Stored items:
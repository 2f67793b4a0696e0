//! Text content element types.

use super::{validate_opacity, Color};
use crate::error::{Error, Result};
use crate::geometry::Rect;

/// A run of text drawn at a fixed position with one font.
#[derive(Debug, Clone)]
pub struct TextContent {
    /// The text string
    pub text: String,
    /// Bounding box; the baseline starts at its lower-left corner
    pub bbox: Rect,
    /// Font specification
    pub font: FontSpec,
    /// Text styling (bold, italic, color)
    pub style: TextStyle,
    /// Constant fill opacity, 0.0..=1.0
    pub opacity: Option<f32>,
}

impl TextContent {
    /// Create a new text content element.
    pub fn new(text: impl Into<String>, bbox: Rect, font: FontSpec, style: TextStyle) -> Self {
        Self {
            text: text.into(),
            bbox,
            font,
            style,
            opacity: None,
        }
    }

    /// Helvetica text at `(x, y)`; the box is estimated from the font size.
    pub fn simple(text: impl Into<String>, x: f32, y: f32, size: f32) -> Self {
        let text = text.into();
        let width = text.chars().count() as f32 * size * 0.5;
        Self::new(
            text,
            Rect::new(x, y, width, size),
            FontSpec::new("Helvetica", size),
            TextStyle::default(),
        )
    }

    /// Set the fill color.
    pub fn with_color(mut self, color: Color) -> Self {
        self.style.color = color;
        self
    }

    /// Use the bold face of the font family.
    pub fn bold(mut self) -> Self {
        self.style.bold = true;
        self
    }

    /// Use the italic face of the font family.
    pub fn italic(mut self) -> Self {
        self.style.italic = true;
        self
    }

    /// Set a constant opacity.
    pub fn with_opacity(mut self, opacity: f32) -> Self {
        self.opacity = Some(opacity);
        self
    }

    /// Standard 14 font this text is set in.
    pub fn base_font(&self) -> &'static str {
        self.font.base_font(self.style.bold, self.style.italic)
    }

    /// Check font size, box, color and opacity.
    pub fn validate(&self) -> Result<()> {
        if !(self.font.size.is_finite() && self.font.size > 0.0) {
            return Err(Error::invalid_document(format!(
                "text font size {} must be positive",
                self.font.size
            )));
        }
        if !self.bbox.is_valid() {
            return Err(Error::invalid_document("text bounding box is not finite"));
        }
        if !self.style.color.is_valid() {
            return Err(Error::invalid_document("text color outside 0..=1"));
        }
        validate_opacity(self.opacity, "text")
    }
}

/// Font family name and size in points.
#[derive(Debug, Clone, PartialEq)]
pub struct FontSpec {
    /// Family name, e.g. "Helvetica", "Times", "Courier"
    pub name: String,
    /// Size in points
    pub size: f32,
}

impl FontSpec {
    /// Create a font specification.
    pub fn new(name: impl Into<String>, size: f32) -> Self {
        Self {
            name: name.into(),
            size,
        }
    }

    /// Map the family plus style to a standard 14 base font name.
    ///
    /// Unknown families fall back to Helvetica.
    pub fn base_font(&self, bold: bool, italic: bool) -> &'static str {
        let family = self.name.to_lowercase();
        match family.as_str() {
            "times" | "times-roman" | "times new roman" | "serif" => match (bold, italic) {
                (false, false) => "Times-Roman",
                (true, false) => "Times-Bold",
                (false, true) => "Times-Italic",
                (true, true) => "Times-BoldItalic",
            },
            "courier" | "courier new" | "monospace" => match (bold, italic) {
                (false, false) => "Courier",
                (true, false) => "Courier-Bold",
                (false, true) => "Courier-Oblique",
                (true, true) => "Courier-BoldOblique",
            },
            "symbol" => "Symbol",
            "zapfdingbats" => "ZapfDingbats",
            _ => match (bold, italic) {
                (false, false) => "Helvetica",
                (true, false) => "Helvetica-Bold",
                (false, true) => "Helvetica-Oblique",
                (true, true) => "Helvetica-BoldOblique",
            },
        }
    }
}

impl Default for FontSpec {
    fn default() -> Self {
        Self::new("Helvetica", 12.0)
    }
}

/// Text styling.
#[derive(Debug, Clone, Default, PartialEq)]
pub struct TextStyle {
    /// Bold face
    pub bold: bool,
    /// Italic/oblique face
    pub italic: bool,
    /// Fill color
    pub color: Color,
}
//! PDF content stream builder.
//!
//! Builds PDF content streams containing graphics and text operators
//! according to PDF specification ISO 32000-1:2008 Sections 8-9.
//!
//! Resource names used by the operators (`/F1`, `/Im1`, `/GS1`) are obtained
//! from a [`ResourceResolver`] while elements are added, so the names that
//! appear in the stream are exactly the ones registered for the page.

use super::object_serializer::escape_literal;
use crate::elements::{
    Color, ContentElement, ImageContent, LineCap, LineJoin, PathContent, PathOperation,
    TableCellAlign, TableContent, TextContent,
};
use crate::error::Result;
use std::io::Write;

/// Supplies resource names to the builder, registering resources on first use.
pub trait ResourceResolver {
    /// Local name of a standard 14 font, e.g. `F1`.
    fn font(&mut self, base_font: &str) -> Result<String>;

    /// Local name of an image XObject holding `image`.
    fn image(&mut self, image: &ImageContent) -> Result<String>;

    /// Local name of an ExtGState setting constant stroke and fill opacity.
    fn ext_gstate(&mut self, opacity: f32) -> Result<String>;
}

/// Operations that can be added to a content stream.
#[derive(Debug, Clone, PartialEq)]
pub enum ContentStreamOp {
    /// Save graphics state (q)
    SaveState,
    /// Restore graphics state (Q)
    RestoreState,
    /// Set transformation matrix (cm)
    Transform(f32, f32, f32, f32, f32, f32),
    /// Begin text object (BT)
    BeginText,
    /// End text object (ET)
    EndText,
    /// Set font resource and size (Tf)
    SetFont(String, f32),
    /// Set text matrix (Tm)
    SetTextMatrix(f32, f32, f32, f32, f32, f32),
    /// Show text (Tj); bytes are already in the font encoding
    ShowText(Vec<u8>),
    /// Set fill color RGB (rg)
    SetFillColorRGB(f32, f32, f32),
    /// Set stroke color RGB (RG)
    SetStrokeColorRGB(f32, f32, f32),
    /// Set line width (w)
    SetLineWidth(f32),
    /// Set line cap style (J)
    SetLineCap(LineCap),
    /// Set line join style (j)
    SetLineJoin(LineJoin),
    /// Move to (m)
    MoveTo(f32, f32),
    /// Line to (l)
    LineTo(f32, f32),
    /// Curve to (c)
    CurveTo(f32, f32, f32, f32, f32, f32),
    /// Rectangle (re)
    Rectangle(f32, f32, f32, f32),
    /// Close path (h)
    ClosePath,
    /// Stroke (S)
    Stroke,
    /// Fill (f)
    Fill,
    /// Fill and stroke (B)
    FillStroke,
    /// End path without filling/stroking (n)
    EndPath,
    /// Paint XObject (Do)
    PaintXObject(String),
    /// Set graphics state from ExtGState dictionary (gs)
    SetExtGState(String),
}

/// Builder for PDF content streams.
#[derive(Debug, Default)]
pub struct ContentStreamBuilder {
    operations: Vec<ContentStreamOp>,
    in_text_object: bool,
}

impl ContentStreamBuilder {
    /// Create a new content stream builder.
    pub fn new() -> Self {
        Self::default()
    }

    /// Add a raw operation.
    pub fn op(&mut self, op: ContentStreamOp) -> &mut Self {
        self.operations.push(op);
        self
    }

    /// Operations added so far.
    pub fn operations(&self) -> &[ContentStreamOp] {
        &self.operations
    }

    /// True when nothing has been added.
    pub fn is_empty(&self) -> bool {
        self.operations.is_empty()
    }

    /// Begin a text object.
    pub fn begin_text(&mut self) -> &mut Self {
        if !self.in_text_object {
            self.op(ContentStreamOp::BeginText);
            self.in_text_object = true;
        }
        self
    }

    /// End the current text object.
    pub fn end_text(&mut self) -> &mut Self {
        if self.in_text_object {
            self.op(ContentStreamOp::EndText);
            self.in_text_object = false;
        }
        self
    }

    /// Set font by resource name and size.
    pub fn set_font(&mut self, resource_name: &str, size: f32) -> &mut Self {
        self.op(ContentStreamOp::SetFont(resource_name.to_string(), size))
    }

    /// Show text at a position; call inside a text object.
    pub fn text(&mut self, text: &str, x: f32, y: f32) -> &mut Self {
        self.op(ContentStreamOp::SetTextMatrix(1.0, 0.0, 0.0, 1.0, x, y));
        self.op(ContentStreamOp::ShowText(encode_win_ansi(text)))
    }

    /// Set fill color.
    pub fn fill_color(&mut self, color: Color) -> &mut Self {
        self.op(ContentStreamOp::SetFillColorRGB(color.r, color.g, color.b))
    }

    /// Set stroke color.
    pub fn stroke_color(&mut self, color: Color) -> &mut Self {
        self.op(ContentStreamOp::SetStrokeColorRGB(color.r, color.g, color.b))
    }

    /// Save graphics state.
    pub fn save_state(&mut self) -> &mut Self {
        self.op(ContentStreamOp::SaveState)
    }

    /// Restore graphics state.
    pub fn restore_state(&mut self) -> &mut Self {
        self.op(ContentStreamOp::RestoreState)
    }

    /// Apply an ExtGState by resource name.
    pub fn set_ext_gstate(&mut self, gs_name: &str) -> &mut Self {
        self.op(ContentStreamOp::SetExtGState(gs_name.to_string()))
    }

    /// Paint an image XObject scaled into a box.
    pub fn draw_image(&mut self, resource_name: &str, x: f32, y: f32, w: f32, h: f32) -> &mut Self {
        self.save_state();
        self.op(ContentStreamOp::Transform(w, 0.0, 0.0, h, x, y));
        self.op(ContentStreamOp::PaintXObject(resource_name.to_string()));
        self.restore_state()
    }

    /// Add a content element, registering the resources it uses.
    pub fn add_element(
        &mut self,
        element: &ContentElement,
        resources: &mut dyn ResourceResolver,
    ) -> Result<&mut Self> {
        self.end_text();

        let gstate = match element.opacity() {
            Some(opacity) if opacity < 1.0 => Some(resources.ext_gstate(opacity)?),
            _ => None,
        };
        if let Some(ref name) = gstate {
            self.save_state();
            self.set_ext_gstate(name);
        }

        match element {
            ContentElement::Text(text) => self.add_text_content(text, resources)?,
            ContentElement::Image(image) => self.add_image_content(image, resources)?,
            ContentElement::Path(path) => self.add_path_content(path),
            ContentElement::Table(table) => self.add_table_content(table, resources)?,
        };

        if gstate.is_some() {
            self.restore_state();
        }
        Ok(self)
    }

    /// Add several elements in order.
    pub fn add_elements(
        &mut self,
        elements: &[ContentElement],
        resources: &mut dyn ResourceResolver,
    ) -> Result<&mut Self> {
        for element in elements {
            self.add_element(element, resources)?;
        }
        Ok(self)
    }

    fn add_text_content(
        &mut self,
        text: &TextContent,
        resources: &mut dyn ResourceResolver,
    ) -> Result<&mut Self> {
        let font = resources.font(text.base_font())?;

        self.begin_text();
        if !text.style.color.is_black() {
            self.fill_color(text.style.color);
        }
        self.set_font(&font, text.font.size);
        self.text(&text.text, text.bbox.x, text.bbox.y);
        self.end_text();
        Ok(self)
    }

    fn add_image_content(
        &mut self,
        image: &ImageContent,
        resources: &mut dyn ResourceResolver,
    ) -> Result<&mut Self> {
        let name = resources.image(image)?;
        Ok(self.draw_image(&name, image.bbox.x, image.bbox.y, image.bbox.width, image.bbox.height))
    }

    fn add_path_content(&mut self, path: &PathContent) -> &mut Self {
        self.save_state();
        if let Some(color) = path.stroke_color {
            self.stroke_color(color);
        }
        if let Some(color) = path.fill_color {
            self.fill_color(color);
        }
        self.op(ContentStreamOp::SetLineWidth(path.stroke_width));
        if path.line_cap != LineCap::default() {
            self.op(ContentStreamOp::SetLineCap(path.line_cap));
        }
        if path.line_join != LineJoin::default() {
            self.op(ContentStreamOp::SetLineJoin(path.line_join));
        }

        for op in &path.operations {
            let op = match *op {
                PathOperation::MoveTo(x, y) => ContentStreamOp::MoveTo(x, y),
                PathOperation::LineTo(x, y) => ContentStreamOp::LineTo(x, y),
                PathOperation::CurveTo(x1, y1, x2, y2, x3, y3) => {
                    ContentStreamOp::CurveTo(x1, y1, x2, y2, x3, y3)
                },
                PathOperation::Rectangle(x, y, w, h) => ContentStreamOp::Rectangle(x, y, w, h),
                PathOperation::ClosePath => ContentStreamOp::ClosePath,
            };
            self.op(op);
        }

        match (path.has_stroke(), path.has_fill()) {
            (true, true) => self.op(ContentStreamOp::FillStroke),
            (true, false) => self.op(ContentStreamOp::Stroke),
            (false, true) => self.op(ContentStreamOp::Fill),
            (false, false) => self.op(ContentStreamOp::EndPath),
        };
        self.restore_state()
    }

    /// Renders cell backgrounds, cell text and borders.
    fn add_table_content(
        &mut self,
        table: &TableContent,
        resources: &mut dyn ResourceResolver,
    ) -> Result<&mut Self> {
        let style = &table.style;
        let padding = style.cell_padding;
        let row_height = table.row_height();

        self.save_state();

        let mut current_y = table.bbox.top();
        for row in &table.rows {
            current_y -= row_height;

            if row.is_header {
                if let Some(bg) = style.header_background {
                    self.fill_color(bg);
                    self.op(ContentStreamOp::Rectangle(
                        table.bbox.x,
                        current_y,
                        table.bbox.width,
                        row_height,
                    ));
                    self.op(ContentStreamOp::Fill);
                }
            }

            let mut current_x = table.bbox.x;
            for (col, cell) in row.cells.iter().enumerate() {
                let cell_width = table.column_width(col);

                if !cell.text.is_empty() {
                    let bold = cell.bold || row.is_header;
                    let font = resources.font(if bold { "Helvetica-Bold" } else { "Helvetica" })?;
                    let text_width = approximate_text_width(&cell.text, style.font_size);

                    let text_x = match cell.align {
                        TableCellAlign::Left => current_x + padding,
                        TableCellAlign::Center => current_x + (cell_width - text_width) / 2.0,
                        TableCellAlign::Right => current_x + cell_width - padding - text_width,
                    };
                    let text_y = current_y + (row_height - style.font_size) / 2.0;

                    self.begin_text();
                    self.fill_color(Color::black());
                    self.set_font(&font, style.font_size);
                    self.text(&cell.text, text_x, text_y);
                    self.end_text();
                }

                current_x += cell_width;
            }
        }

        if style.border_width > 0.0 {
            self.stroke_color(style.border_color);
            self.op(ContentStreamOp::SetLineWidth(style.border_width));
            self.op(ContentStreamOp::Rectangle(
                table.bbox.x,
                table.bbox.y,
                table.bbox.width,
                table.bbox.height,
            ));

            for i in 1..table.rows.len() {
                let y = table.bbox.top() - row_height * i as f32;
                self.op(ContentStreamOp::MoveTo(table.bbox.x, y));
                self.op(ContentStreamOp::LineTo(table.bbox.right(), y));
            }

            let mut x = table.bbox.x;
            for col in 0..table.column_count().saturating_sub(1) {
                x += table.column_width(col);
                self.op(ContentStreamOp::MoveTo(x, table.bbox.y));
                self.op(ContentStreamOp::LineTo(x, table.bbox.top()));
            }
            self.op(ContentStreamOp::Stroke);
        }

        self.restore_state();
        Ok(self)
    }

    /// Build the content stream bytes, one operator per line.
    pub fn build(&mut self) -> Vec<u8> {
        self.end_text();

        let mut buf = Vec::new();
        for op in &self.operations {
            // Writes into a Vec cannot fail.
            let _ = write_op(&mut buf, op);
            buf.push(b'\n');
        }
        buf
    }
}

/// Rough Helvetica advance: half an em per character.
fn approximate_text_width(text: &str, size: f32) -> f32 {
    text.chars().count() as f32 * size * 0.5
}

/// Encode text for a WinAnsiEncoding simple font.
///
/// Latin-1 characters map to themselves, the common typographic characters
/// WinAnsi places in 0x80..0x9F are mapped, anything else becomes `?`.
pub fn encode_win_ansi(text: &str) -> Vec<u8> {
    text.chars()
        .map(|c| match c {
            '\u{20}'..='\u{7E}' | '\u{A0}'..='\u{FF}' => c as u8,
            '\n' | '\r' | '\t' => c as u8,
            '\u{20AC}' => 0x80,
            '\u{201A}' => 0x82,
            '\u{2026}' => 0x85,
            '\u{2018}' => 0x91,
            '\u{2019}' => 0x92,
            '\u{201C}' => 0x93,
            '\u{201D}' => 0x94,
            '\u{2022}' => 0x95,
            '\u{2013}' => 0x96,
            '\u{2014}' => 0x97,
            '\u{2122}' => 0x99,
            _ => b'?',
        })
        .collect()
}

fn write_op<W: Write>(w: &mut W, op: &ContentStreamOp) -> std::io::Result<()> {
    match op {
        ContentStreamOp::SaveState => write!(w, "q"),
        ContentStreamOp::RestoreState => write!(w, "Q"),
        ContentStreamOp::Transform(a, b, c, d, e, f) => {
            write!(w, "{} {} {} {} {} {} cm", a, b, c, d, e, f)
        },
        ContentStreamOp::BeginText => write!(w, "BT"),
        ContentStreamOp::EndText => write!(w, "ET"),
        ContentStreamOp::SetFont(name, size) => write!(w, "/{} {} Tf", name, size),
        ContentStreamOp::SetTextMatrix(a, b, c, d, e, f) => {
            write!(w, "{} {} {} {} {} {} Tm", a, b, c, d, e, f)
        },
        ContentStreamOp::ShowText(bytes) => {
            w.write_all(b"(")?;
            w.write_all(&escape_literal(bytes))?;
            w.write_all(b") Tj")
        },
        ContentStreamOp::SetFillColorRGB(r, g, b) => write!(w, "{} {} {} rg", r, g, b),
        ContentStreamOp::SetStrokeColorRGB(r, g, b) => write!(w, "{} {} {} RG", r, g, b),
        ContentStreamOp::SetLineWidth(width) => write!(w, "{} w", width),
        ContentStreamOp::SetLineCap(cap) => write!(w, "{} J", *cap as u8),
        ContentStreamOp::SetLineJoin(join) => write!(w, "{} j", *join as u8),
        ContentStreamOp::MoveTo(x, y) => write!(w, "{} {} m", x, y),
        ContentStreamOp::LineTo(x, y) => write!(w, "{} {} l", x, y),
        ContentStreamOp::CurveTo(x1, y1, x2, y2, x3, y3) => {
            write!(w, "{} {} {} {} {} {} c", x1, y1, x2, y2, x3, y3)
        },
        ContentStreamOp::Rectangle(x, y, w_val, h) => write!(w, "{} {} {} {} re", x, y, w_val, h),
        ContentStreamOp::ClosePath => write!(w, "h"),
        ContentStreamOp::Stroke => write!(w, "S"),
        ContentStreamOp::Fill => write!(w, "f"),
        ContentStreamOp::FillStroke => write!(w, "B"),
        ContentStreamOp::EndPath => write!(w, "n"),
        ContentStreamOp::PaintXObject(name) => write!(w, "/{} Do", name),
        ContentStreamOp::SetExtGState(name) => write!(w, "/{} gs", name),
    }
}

(EXERCISE DESCRIPTION) Which lines above hold the string "TableContent"? Please copy all of them.

(ANSWER)
    TableCellAlign, TableContent, TextContent,
        table: &TableContent,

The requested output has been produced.